RECORDS TO USE
* * *
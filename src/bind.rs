//! Text binding points and the handful of bindings with bespoke derivation
//! rules: the composed page title, the footer fallbacks, and the contact
//! links.

use percent_encoding::{utf8_percent_encode, AsciiSet, NON_ALPHANUMERIC};

/// A logical name identifying an insertion point in the page shell. The
/// template adapter resolves each key to the `text.<key>` slot.
#[derive(Clone, Copy, Debug, PartialEq, Eq)]
pub enum Bind {
    Title,
    BusinessName,
    Year,
    FooterText,
    Agency,
    Headline,
    Subheadline,
    Badge1,
    Badge2,
    Badge3,
    Phone,
    Email,
    AboutTitle,
    AboutText,
    HistoryTitle,
    HistoryText,
    PaymentsNote,
    Address,
}

impl Bind {
    pub fn key(self) -> &'static str {
        match self {
            Bind::Title => "title",
            Bind::BusinessName => "business_name",
            Bind::Year => "year",
            Bind::FooterText => "footer_text",
            Bind::Agency => "agency",
            Bind::Headline => "headline",
            Bind::Subheadline => "subheadline",
            Bind::Badge1 => "badge1",
            Bind::Badge2 => "badge2",
            Bind::Badge3 => "badge3",
            Bind::Phone => "phone",
            Bind::Email => "email",
            Bind::AboutTitle => "about_title",
            Bind::AboutText => "about_text",
            Bind::HistoryTitle => "history_title",
            Bind::HistoryText => "history_text",
            Bind::PaymentsNote => "payments_note",
            Bind::Address => "address",
        }
    }
}

pub const FOOTER_TEXT_FALLBACK: &str = "Todos os direitos reservados.";
pub const AGENCY_FALLBACK: &str = "Sua Agência";

/// Absent values render as the empty string, never as a "null"-ish literal.
pub fn coalesce(value: Option<&str>) -> String {
    value.unwrap_or("").to_owned()
}

/// Like `coalesce`, but an empty configured string also falls through to the
/// given literal.
pub fn or_literal(value: Option<&str>, literal: &str) -> String {
    match value {
        Some(v) if !v.is_empty() => v.to_owned(),
        _ => literal.to_owned(),
    }
}

/// The document title composes the business name with the meta title, falling
/// back to a fixed literal when no meta title is configured.
pub fn page_title(business_name: &str, meta_title: Option<&str>) -> String {
    let meta = match meta_title {
        Some(m) if !m.is_empty() => m,
        _ => "Site",
    };
    format!("{business_name} — {meta}")
}

/// The characters `encodeURIComponent` leaves alone, on top of alphanumerics.
const MESSAGE_ENCODE_SET: &AsciiSet = &NON_ALPHANUMERIC
    .remove(b'-')
    .remove(b'_')
    .remove(b'.')
    .remove(b'!')
    .remove(b'~')
    .remove(b'*')
    .remove(b'\'')
    .remove(b'(')
    .remove(b')');

/// Messaging deep link: the configured number with every non-digit stripped,
/// plus the URL-encoded message body. Without any digits the link degrades to
/// a no-op anchor.
pub fn whatsapp_link(number: Option<&str>, message: Option<&str>) -> String {
    let digits: String = number
        .unwrap_or("")
        .chars()
        .filter(char::is_ascii_digit)
        .collect();
    if digits.is_empty() {
        return "#".to_owned();
    }

    let text = utf8_percent_encode(message.unwrap_or(""), MESSAGE_ENCODE_SET);
    format!("https://wa.me/{digits}?text={text}")
}

pub fn mail_link(email: Option<&str>) -> String {
    format!("mailto:{}", email.unwrap_or(""))
}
* * *
TO DO
Go through the records line by line, and copy each line that holds the string "AboutText".

SOLUTION
    AboutText,
            Bind::AboutText => "about_text",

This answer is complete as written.